Task instructions:
Look in the material below for the line with "resolving trigger files." and the line with "const DEFAULT_CAMERA_HEIGHT: u32 = 480;", then set down exactly those two lines and all lines between, nothing more.
========================
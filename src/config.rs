// Copyright (C) 2026 Michael Wilson <mike@mdwn.dev>
//
// This program is free software: you can redistribute it and/or modify it under
// the terms of the GNU General Public License as published by the Free Software
// Foundation, version 3.
//
// This program is distributed in the hope that it will be useful, but WITHOUT
// ANY WARRANTY; without even the implied warranty of MERCHANTABILITY or FITNESS
// FOR A PARTICULAR PURPOSE. See the GNU General Public License for more details.
//
// You should have received a copy of the GNU General Public License along with
// this program. If not, see <https://www.gnu.org/licenses/>.
//

//! Loading and resolving trigger files.

use std::path::{Path, PathBuf};

use config::{Config, File};
use serde::Deserialize;

use crate::trigger::{validate_all, TriggerConfig};

pub mod error;
pub mod note;
pub mod region;
pub mod trigger;

pub use error::ConfigError;
pub use trigger::{Defaults, DurationValue};

const DEFAULT_CAMERA_WIDTH: u32 = 640;
const DEFAULT_CAMERA_HEIGHT: u32 = 480;
const DEFAULT_CAMERA_FPS: u32 = 30;

/// Where frames come from.
#[derive(Deserialize, Clone, Copy, Debug, Default, PartialEq, Eq)]
#[serde(rename_all = "snake_case")]
pub enum SourceKind {
    #[default]
    Video,
    Camera,
}

/// A YAML representation of the camera configuration.
#[derive(Deserialize, Clone, Debug, Default, PartialEq, Eq)]
pub struct Camera {
    /// The capture device index.
    #[serde(default)]
    index: u32,
    width: Option<u32>,
    height: Option<u32>,
    fps: Option<u32>,
}

impl Camera {
    /// Gets the capture device index.
    pub fn index(&self) -> u32 {
        self.index
    }

    /// Gets the requested frame width.
    pub fn width(&self) -> u32 {
        self.width.unwrap_or(DEFAULT_CAMERA_WIDTH)
    }

    /// Gets the requested frame height.
    pub fn height(&self) -> u32 {
        self.height.unwrap_or(DEFAULT_CAMERA_HEIGHT)
    }

    /// Gets the requested frame rate.
    pub fn fps(&self) -> u32 {
        self.fps.unwrap_or(DEFAULT_CAMERA_FPS)
    }
}

/// The resolved frame source, handed to the frame acquisition loop.
#[derive(Clone, Debug, PartialEq)]
pub enum Source {
    Video(PathBuf),
    Camera(Camera),
}

/// A YAML representation of a trigger file.
#[derive(Deserialize, Clone, Debug)]
pub struct TriggerFile {
    /// Where frames come from.
    #[serde(default)]
    source: SourceKind,

    /// The video file, when the source is a video.
    video_path: Option<String>,

    /// The camera settings, when the source is a camera.
    camera: Option<Camera>,

    /// The debounce applied to triggers that don't set their own.
    debounce: Option<DurationValue>,

    /// The throttle applied to triggers that don't set their own.
    throttle: Option<DurationValue>,

    /// The triggers, in evaluation order.
    #[serde(default)]
    triggers: Vec<trigger::Trigger>,
}

impl TriggerFile {
    /// Parses a trigger file from disk.
    pub fn deserialize(path: &Path) -> Result<TriggerFile, ConfigError> {
        Ok(Config::builder()
            .add_source(File::from(path))
            .build()?
            .try_deserialize::<TriggerFile>()?)
    }

    /// Gets the frame source.
    pub fn source(&self) -> Result<Source, ConfigError> {
        match self.source {
            SourceKind::Video => self
                .video_path
                .as_ref()
                .map(|path| Source::Video(PathBuf::from(path)))
                .ok_or_else(|| ConfigError::Source("video sources require video_path".into())),
            SourceKind::Camera => Ok(Source::Camera(self.camera.clone().unwrap_or_default())),
        }
    }

    /// Gets the global defaults.
    pub fn defaults(&self) -> Result<Defaults, ConfigError> {
        let mut defaults = Defaults::default();
        if let Some(debounce) = &self.debounce {
            defaults.debounce = debounce.to_duration("debounce")?;
        }
        if let Some(throttle) = &self.throttle {
            defaults.throttle = throttle.to_duration("throttle")?;
        }
        Ok(defaults)
    }

    /// Gets the triggers as written in the file.
    pub fn triggers(&self) -> &[trigger::Trigger] {
        &self.triggers
    }

    /// Resolves every trigger against the global defaults and validates the result as a
    /// whole, so a file either loads completely or not at all.
    pub fn trigger_configs(&self) -> Result<Vec<TriggerConfig>, ConfigError> {
        let defaults = self.defaults()?;
        let configs = self
            .triggers
            .iter()
            .map(|trigger| trigger.to_trigger_config(&defaults))
            .collect::<Result<Vec<TriggerConfig>, ConfigError>>()?;
        validate_all(&configs)?;
        Ok(configs)
    }
}

/// Loads and resolves the triggers in the given file.
pub fn load_trigger_configs(path: &Path) -> Result<Vec<TriggerConfig>, ConfigError> {
    TriggerFile::deserialize(path)?.trigger_configs()
}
========================
Expected output:
//! Loading and resolving trigger files.

use std::path::{Path, PathBuf};

use config::{Config, File};
use serde::Deserialize;

use crate::trigger::{validate_all, TriggerConfig};

pub mod error;
pub mod note;
pub mod region;
pub mod trigger;

pub use error::ConfigError;
pub use trigger::{Defaults, DurationValue};

const DEFAULT_CAMERA_WIDTH: u32 = 640;
const DEFAULT_CAMERA_HEIGHT: u32 = 480;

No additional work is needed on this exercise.